Parametrizations of density matrices

TL;DR

This paper reviews recent methods for parametrizing finite-dimensional density matrices, focusing on Bloch-vector and Jarlskog parametrizations, and discusses their applications in quantum system dynamics and composite systems.

Contribution

It provides a comparative overview of parametrization techniques and explores their applications in quantum dynamics and composite system state construction.

Findings

Detailed discussion of Bloch-vector parametrization for time-dependent Hamiltonians

Analysis of the Bloch vector in two-qubit systems

Application of Jarlskog parametrization to construct density matrices for composite systems

Abstract

This article gives a brief overview of some recent progress in the characterization and parametrization of density matrices of finite dimensional systems.
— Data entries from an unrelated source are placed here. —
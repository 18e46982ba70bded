//! Pluggable reporters for benchmark output.

use std::io::{self, Write};
use std::sync::Mutex;
use std::time::Duration;

use crate::config::{BenchConfig, RunnerConfig};
use crate::result::BenchmarkRecord;

/// Trait for benchmark result reporters.
pub trait Reporter: Send + Sync {
    /// Called once before the first source is built.
    fn suite_start(&self, _config: &BenchConfig, _runner: &RunnerConfig) {}

    /// Called for every record as soon as it is measured.
    fn bench_end(&self, _record: &BenchmarkRecord) -> io::Result<()> {
        Ok(())
    }

    /// Called once after the last record.
    fn suite_end(&self, _records: usize, _elapsed: Duration) -> io::Result<()> {
        Ok(())
    }
}

/// Console reporter that prints progress to stderr.
pub struct ConsoleReporter {
    show_phases: bool,
}

impl ConsoleReporter {
    pub fn new() -> Self {
        Self { show_phases: false }
    }

    /// Also print the open, run and save split of every repeat.
    pub fn show_phases(mut self, show: bool) -> Self {
        self.show_phases = show;
        self
    }

    fn format_duration(d: Duration) -> String {
        if d.as_secs() > 0 {
            format!("{:.2}s", d.as_secs_f64())
        } else if d.as_millis() > 0 {
            format!("{:.2}ms", d.as_secs_f64() * 1000.0)
        } else {
            format!("{:.2}µs", d.as_secs_f64() * 1_000_000.0)
        }
    }

    fn format_size(nbytes: u64) -> String {
        let n = nbytes as f64;
        if n >= 1e9 {
            format!("{:.2} GB", n / 1e9)
        } else if n >= 1e6 {
            format!("{:.2} MB", n / 1e6)
        } else {
            format!("{:.2} KB", n / 1e3)
        }
    }
}

impl Default for ConsoleReporter {
    fn default() -> Self {
        Self::new()
    }
}

impl Reporter for ConsoleReporter {
    fn suite_start(&self, config: &BenchConfig, runner: &RunnerConfig) {
        eprintln!("━━━━━━━━━━━━━━━━━━━━━━━━━━━━━━━━━━━━━━━━━━━━━━━━━━━━━━━━━━");
        eprintln!("  Chunk benchmark: {} source entries", config.sources.len());
        eprintln!("  Repeats: {}", runner.repeats);
        if let Some(filter) = &runner.filter {
            eprintln!("  Filter: {}", filter);
        }
        eprintln!("━━━━━━━━━━━━━━━━━━━━━━━━━━━━━━━━━━━━━━━━━━━━━━━━━━━━━━━━━━");
    }

    fn bench_end(&self, record: &BenchmarkRecord) -> io::Result<()> {
        let timing = &record.timing;
        eprintln!(
            "  {} {} {} [{}, {}]",
            record.source.source_name,
            timing.op_type,
            Self::format_duration(timing.time_total),
            record.source.chunks,
            Self::format_size(record.source.nbytes)
        );
        if self.show_phases {
            eprintln!(
                "      open: {}, run: {}, save: {}",
                Self::format_duration(timing.time_open),
                Self::format_duration(timing.time_run),
                Self::format_duration(timing.time_save)
            );
        }
        Ok(())
    }

    fn suite_end(&self, records: usize, elapsed: Duration) -> io::Result<()> {
        eprintln!("━━━━━━━━━━━━━━━━━━━━━━━━━━━━━━━━━━━━━━━━━━━━━━━━━━━━━━━━━━");
        eprintln!(
            "  Completed {} records in {:.2}s",
            records,
            elapsed.as_secs_f64()
        );
        eprintln!("━━━━━━━━━━━━━━━━━━━━━━━━━━━━━━━━━━━━━━━━━━━━━━━━━━━━━━━━━━");
        Ok(())
    }
}

struct CsvState {
    out: Box<dyn Write + Send>,
    header_pending: bool,
}

/// Writes records as CSV rows.
///
/// The header comes from the first record's columns.
pub struct CsvReporter {
    state: Mutex<CsvState>,
}

impl CsvReporter {
    /// `write_header` is false when appending to a table that already has one.
    pub fn new(out: Box<dyn Write + Send>, write_header: bool) -> Self {
        Self {
            state: Mutex::new(CsvState {
                out,
                header_pending: write_header,
            }),
        }
    }
}

impl Reporter for CsvReporter {
    fn bench_end(&self, record: &BenchmarkRecord) -> io::Result<()> {
        let mut state = self
            .state
            .lock()
            .map_err(|_| io::Error::other("csv writer poisoned"))?;
        if state.header_pending {
            writeln!(state.out, "{}", render_csv_row(&record.columns()))?;
            state.header_pending = false;
        }
        writeln!(state.out, "{}", render_csv_row(&record.values()))
    }

    fn suite_end(&self, _records: usize, _elapsed: Duration) -> io::Result<()> {
        let mut state = self
            .state
            .lock()
            .map_err(|_| io::Error::other("csv writer poisoned"))?;
        state.out.flush()
    }
}

/// Join fields into one CSV line, quoting where needed.
pub fn render_csv_row(fields: &[String]) -> String {
    fields
        .iter()
        .map(|f| escape_csv(f))
        .collect::<Vec<_>>()
        .join(",")
}

fn escape_csv(field: &str) -> String {
    if field.contains([',', '"', '\n', '\r']) {
        format!("\"{}\"", field.replace('"', "\"\""))
    } else {
        field.to_string()
    }
}

/// Writes records as JSON lines, one flat object per record.
pub struct JsonReporter {
    out: Mutex<Box<dyn Write + Send>>,
}

impl JsonReporter {
    pub fn new(out: Box<dyn Write + Send>) -> Self {
        Self {
            out: Mutex::new(out),
        }
    }
}

impl Reporter for JsonReporter {
    fn bench_end(&self, record: &BenchmarkRecord) -> io::Result<()> {
        let line = serde_json::to_string(record).map_err(io::Error::other)?;
        let mut out = self
            .out
            .lock()
            .map_err(|_| io::Error::other("json writer poisoned"))?;
        writeln!(out, "{}", line)
    }

    fn suite_end(&self, _records: usize, _elapsed: Duration) -> io::Result<()> {
        self.out
            .lock()
            .map_err(|_| io::Error::other("json writer poisoned"))?
            .flush()
    }
}

/// Combines multiple reporters.
pub struct MultiReporter {
    reporters: Vec<Box<dyn Reporter>>,
}

impl MultiReporter {
    pub fn new(reporters: Vec<Box<dyn Reporter>>) -> Self {
        Self { reporters }
    }

    pub fn len(&self) -> usize {
        self.reporters.len()
    }

    pub fn is_empty(&self) -> bool {
        self.reporters.is_empty()
    }
}

impl Reporter for MultiReporter {
    fn suite_start(&self, config: &BenchConfig, runner: &RunnerConfig) {
        for r in &self.reporters {
            r.suite_start(config, runner);
        }
    }

    fn bench_end(&self, record: &BenchmarkRecord) -> io::Result<()> {
        for r in &self.reporters {
            r.bench_end(record)?;
        }
        Ok(())
    }

    fn suite_end(&self, records: usize, elapsed: Duration) -> io::Result<()> {
        for r in &self.reporters {
            r.suite_end(records, elapsed)?;
        }
        Ok(())
    }
}

#[cfg(test)]
mod tests {
    use super::*;
    use std::sync::Arc;

    use chrono::Local;

    use crate::array::ChunkDescriptor;
    use crate::result::{OperationTiming, RunMetadata, SourceInfo};

    /// In-memory sink that stays readable after the reporter takes it.
    #[derive(Clone, Default)]
    struct SharedBuf(Arc<Mutex<Vec<u8>>>);

    impl Write for SharedBuf {
        fn write(&mut self, buf: &[u8]) -> io::Result<usize> {
            self.0.lock().unwrap().extend_from_slice(buf);
            Ok(buf.len())
        }

        fn flush(&mut self) -> io::Result<()> {
            Ok(())
        }
    }

    impl SharedBuf {
        fn text(&self) -> String {
            String::from_utf8(self.0.lock().unwrap().clone()).unwrap()
        }
    }

    fn record(chunks: ChunkDescriptor) -> BenchmarkRecord {
        BenchmarkRecord::new(
            SourceInfo {
                source_name: "tiny".to_string(),
                source_type: "Random".to_string(),
                chunks,
                nbytes: 80,
            },
            OperationTiming {
                op_type: "TimeMean".to_string(),
                date: Local::now(),
                time_open: Duration::from_millis(1),
                time_run: Duration::from_millis(1),
                time_save: Duration::from_millis(1),
                time_total: Duration::from_millis(4),
            },
            RunMetadata::local().extra("note", "a \"b\"").unwrap(),
        )
    }

    #[test]
    fn should_format_duration_in_appropriate_units() {
        assert!(ConsoleReporter::format_duration(Duration::from_secs(2)).contains("s"));
        assert!(ConsoleReporter::format_duration(Duration::from_millis(500)).contains("ms"));
        assert!(ConsoleReporter::format_duration(Duration::from_micros(100)).contains("µs"));
    }

    #[test]
    fn should_format_size_in_appropriate_units() {
        assert_eq!(ConsoleReporter::format_size(2_920_000), "2.92 MB");
        assert_eq!(ConsoleReporter::format_size(800), "0.80 KB");
    }

    #[test]
    fn should_quote_fields_when_needed() {
        assert_eq!(escape_csv("plain"), "plain");
        assert_eq!(escape_csv("[-1, 20]"), "\"[-1, 20]\"");
        assert_eq!(escape_csv("a \"b\""), "\"a \"\"b\"\"\"");
    }

    #[test]
    fn should_write_header_once_when_requested() {
        let buf = SharedBuf::default();
        let reporter = CsvReporter::new(Box::new(buf.clone()), true);
        reporter.bench_end(&record(ChunkDescriptor::Auto)).unwrap();
        reporter.bench_end(&record(ChunkDescriptor::PerDim(vec![-1, 2]))).unwrap();
        reporter.suite_end(2, Duration::ZERO).unwrap();

        let text = buf.text();
        let lines: Vec<_> = text.lines().collect();
        assert_eq!(lines.len(), 3);
        assert!(lines[0].starts_with("source_name,source_type,chunks,nbytes,op_type,date,"));
        assert!(lines[0].ends_with("host,ncpus,threads,note"));
        assert!(lines[1].starts_with("tiny,Random,auto,80,TimeMean,"));
        assert!(lines[2].contains("\"[-1, 2]\""));
    }

    #[test]
    fn should_skip_header_when_appending() {
        let buf = SharedBuf::default();
        let reporter = CsvReporter::new(Box::new(buf.clone()), false);
        reporter.bench_end(&record(ChunkDescriptor::Auto)).unwrap();
        assert!(buf.text().starts_with("tiny,"));
    }

    #[test]
    fn should_write_one_json_object_per_line() {
        let buf = SharedBuf::default();
        let reporter = JsonReporter::new(Box::new(buf.clone()));
        reporter.bench_end(&record(ChunkDescriptor::Auto)).unwrap();
        reporter.bench_end(&record(ChunkDescriptor::Auto)).unwrap();

        let text = buf.text();
        let lines: Vec<_> = text.lines().collect();
        assert_eq!(lines.len(), 2);
        let value: serde_json::Value = serde_json::from_str(lines[0]).unwrap();
        assert_eq!(value["chunks"], "auto");
        assert_eq!(value["note"], "a \"b\"");
    }

    #[test]
    fn should_fan_out_to_every_reporter() {
        let a = SharedBuf::default();
        let b = SharedBuf::default();
        let multi = MultiReporter::new(vec![
            Box::new(CsvReporter::new(Box::new(a.clone()), false)),
            Box::new(JsonReporter::new(Box::new(b.clone()))),
        ]);
        multi.bench_end(&record(ChunkDescriptor::Auto)).unwrap();
        assert_eq!(a.text().lines().count(), 1);
        assert_eq!(b.text().lines().count(), 1);
    }
}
We discuss in some detail the Bloch-vector and Jarlskog parametrizations and mention briefly the coset parametrization. As applications of the Bloch parametrization we discuss the trace invariants for the case of time dependent Hamiltonians and in some detail the dynamics of three-level systems. Furthermore, the Bloch vector of two-qubit systems as well as the use of the polarization operator basis is indicated. As the main application of the Jarlskog parametrization we construct density matrices for composite systems. In addition, some recent related articles are mentioned without further discussion.